• **WHAT YOU WILL DO**:
Set down each entry again exactly as written.

:: INPUT FOR THIS TASK

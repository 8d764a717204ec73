//! A locally stored response queue
//!
//! Responses are written through to storage before any attempt is made to
//! transmit them, so they survive crashes and navigation. The queue is only
//! cleared when the workflow decides the local copies are no longer needed.

use std::sync::Arc;
use std::time::Duration;

use chrono::Utc;
use rand::Rng;
use serde::Serialize;
use serde_json::{Map, Value};
use thiserror::Error;
use tokio_util::sync::CancellationToken;

use crate::config::SurveyConfig;
use crate::deadline::{bounded, Interrupted};
use crate::storage::{Storage, StorageError};
use crate::transport::{Transport, TransportError};

/// Error types for queue operations
#[derive(Error, Debug)]
pub enum QueueError {
    #[error("Storage error: {0}")]
    Storage(#[from] StorageError),

    #[error("Transport error: {0}")]
    Transport(#[from] TransportError),

    #[error("Serialization error: {0}")]
    Serialization(#[from] serde_json::Error),

    #[error(transparent)]
    Interrupted(#[from] Interrupted),
}

/// Ordered record of captured responses awaiting transmission
pub struct ResponseQueue {
    entries: Map<String, Value>,
    storage: Arc<dyn Storage>,
    transport: Arc<dyn Transport>,
    prefix: String,
    storage_timeout: Duration,
    transport_timeout: Duration,
    cancel: CancellationToken,
}

impl ResponseQueue {
    /// Create an empty queue; call [`ResponseQueue::rehydrate`] to pick up stored entries
    pub fn new(
        storage: Arc<dyn Storage>,
        transport: Arc<dyn Transport>,
        config: &SurveyConfig,
        cancel: CancellationToken,
    ) -> Self {
        Self {
            entries: Map::new(),
            storage,
            transport,
            prefix: config.response_prefix.clone(),
            storage_timeout: config.storage_timeout(),
            transport_timeout: config.transport_timeout(),
            cancel,
        }
    }

    /// Create a queue and load every stored entry into it.
    ///
    /// In designer mode nothing is loaded.
    pub async fn load(
        storage: Arc<dyn Storage>,
        transport: Arc<dyn Transport>,
        config: &SurveyConfig,
        cancel: CancellationToken,
    ) -> Result<Self, QueueError> {
        let mut queue = Self::new(storage, transport, config, cancel);
        if !config.designer_mode {
            queue.rehydrate().await?;
        }
        Ok(queue)
    }

    /// Replace the in-memory queue with every stored entry
    pub async fn rehydrate(&mut self) -> Result<usize, QueueError> {
        let entries = bounded(
            "storage scan",
            self.storage_timeout,
            &self.cancel,
            self.storage.all_with_prefix(&self.prefix),
        )
        .await??;

        log::debug!("Rehydrated {} queued responses", entries.len());
        self.entries = entries;
        Ok(self.entries.len())
    }

    /// `<prefix>-<epoch ms>-<1..=1000>`, unique within the queue
    fn next_key(&self) -> String {
        let mut rng = rand::thread_rng();
        loop {
            let key = format!(
                "{}-{}-{}",
                self.prefix,
                Utc::now().timestamp_millis(),
                rng.gen_range(1..=1000)
            );
            if !self.entries.contains_key(&key) {
                return key;
            }
        }
    }

    /// Append a response and write it through to storage.
    ///
    /// Completes once storage has acknowledged the write, returning the new
    /// key and the whole queue. The in-memory entry is kept even if the write
    /// fails.
    pub async fn add<R: Serialize>(
        &mut self,
        response: &R,
    ) -> Result<(String, &Map<String, Value>), QueueError> {
        let value = serde_json::to_value(response)?;
        let key = self.next_key();

        self.entries.insert(key.clone(), value.clone());

        bounded(
            "storage write",
            self.storage_timeout,
            &self.cancel,
            self.storage.set(&key, value),
        )
        .await??;

        log::debug!("Queued response {}", key);
        Ok((key, &self.entries))
    }

    /// Remove one stored entry
    pub async fn remove(&self, key: &str) -> Result<(), QueueError> {
        bounded(
            "storage remove",
            self.storage_timeout,
            &self.cancel,
            self.storage.remove(key),
        )
        .await??;
        Ok(())
    }

    /// Remove every entry from storage and memory
    pub async fn clear(&mut self) -> Result<(), QueueError> {
        let keys: Vec<&str> = self.entries.keys().map(String::as_str).collect();

        bounded(
            "storage remove",
            self.storage_timeout,
            &self.cancel,
            self.storage.remove_all(&keys),
        )
        .await??;

        self.entries.clear();
        Ok(())
    }

    /// The current in-memory queue
    pub fn get(&self) -> &Map<String, Value> {
        &self.entries
    }

    pub fn len(&self) -> usize {
        self.entries.len()
    }

    pub fn is_empty(&self) -> bool {
        self.entries.is_empty()
    }

    /// POST the entire queue as one JSON object to `url`.
    ///
    /// The queue is left as it is whether or not the send succeeds.
    pub async fn send(&self, url: &str) -> Result<(), QueueError> {
        let payload = Value::Object(self.entries.clone());

        let result = bounded(
            "transport send",
            self.transport_timeout,
            &self.cancel,
            self.transport.post_json(url, &payload),
        )
        .await;

        match result {
            Ok(Ok(())) => {
                log::info!("Sent {} queued responses to {}", self.entries.len(), url);
                Ok(())
            }
            Ok(Err(e)) => {
                log::error!("Failed to send queue to {}: {}", url, e);
                Err(e.into())
            }
            Err(e) => {
                log::error!("Failed to send queue to {}: {}", url, e);
                Err(e.into())
            }
        }
    }
}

::::

• **RESPONSE AREA**:
repository 8d764a717204ec73
//! A locally stored response queue
//!
//! Responses are written through to storage before any attempt is made to
//! transmit them, so they survive crashes and navigation. The queue is only
//! cleared when the workflow decides the local copies are no longer needed.

use std::sync::Arc;
use std::time::Duration;

use chrono::Utc;
use rand::Rng;
use serde::Serialize;
use serde_json::{Map, Value};
use thiserror::Error;
use tokio_util::sync::CancellationToken;

use crate::config::SurveyConfig;
use crate::deadline::{bounded, Interrupted};
use crate::storage::{Storage, StorageError};
use crate::transport::{Transport, TransportError};

/// Error types for queue operations
#[derive(Error, Debug)]
pub enum QueueError {
    #[error("Storage error: {0}")]
    Storage(#[from] StorageError),

    #[error("Transport error: {0}")]
    Transport(#[from] TransportError),

    #[error("Serialization error: {0}")]
    Serialization(#[from] serde_json::Error),

    #[error(transparent)]
    Interrupted(#[from] Interrupted),
}

/// Ordered record of captured responses awaiting transmission
pub struct ResponseQueue {
    entries: Map<String, Value>,
    storage: Arc<dyn Storage>,
    transport: Arc<dyn Transport>,
    prefix: String,
    storage_timeout: Duration,
    transport_timeout: Duration,
    cancel: CancellationToken,
}

impl ResponseQueue {
    /// Create an empty queue; call [`ResponseQueue::rehydrate`] to pick up stored entries
    pub fn new(
        storage: Arc<dyn Storage>,
        transport: Arc<dyn Transport>,
        config: &SurveyConfig,
        cancel: CancellationToken,
    ) -> Self {
        Self {
            entries: Map::new(),
            storage,
            transport,
            prefix: config.response_prefix.clone(),
            storage_timeout: config.storage_timeout(),
            transport_timeout: config.transport_timeout(),
            cancel,
        }
    }

    /// Create a queue and load every stored entry into it.
    ///
    /// In designer mode nothing is loaded.
    pub async fn load(
        storage: Arc<dyn Storage>,
        transport: Arc<dyn Transport>,
        config: &SurveyConfig,
        cancel: CancellationToken,
    ) -> Result<Self, QueueError> {
        let mut queue = Self::new(storage, transport, config, cancel);
        if !config.designer_mode {
            queue.rehydrate().await?;
        }
        Ok(queue)
    }

    /// Replace the in-memory queue with every stored entry
    pub async fn rehydrate(&mut self) -> Result<usize, QueueError> {
        let entries = bounded(
            "storage scan",
            self.storage_timeout,
            &self.cancel,
            self.storage.all_with_prefix(&self.prefix),
        )
        .await??;

        log::debug!("Rehydrated {} queued responses", entries.len());
        self.entries = entries;
        Ok(self.entries.len())
    }

    /// `<prefix>-<epoch ms>-<1..=1000>`, unique within the queue
    fn next_key(&self) -> String {
        let mut rng = rand::thread_rng();
        loop {
            let key = format!(
                "{}-{}-{}",
                self.prefix,
                Utc::now().timestamp_millis(),
                rng.gen_range(1..=1000)
            );
            if !self.entries.contains_key(&key) {
                return key;
            }
        }
    }

    /// Append a response and write it through to storage.
    ///
    /// Completes once storage has acknowledged the write, returning the new
    /// key and the whole queue. The in-memory entry is kept even if the write
    /// fails.
    pub async fn add<R: Serialize>(
        &mut self,
        response: &R,
    ) -> Result<(String, &Map<String, Value>), QueueError> {
        let value = serde_json::to_value(response)?;
        let key = self.next_key();

        self.entries.insert(key.clone(), value.clone());

        bounded(
            "storage write",
            self.storage_timeout,
            &self.cancel,
            self.storage.set(&key, value),
        )
        .await??;

        log::debug!("Queued response {}", key);
        Ok((key, &self.entries))
    }

    /// Remove one stored entry
    pub async fn remove(&self, key: &str) -> Result<(), QueueError> {
        bounded(
            "storage remove",
            self.storage_timeout,
            &self.cancel,
            self.storage.remove(key),
        )
        .await??;
        Ok(())
    }

    /// Remove every entry from storage and memory
    pub async fn clear(&mut self) -> Result<(), QueueError> {
        let keys: Vec<&str> = self.entries.keys().map(String::as_str).collect();

        bounded(
            "storage remove",
            self.storage_timeout,
            &self.cancel,
            self.storage.remove_all(&keys),
        )
        .await??;

        self.entries.clear();
        Ok(())
    }

    /// The current in-memory queue
    pub fn get(&self) -> &Map<String, Value> {
        &self.entries
    }

    pub fn len(&self) -> usize {
        self.entries.len()
    }

    pub fn is_empty(&self) -> bool {
        self.entries.is_empty()
    }

    /// POST the entire queue as one JSON object to `url`.
    ///
    /// The queue is left as it is whether or not the send succeeds.
    pub async fn send(&self, url: &str) -> Result<(), QueueError> {
        let payload = Value::Object(self.entries.clone());

        let result = bounded(
            "transport send",
            self.transport_timeout,
            &self.cancel,
            self.transport.post_json(url, &payload),
        )
        .await;

        match result {
            Ok(Ok(())) => {
                log::info!("Sent {} queued responses to {}", self.entries.len(), url);
                Ok(())
            }
            Ok(Err(e)) => {
                log::error!("Failed to send queue to {}: {}", url, e);
                Err(e.into())
            }
            Err(e) => {
                log::error!("Failed to send queue to {}: {}", url, e);
                Err(e.into())
            }
        }
    }
}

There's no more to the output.